◆ **Requirement**: Write out all of the entries exactly as given.

Data under study: Begin

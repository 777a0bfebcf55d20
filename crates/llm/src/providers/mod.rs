//! LLM provider implementations.

pub mod ollama;
pub mod openai_compat;

pub use ollama::OllamaClient;
pub use openai_compat::OpenAiCompatClient;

Data under study: End

◆ **Output of the task**:
repository 777a0bfebcf55d20
filename crates/llm/src/providers/mod.rs
//! LLM provider implementations.

pub mod ollama;
pub mod openai_compat;

pub use ollama::OllamaClient;
pub use openai_compat::OpenAiCompatClient;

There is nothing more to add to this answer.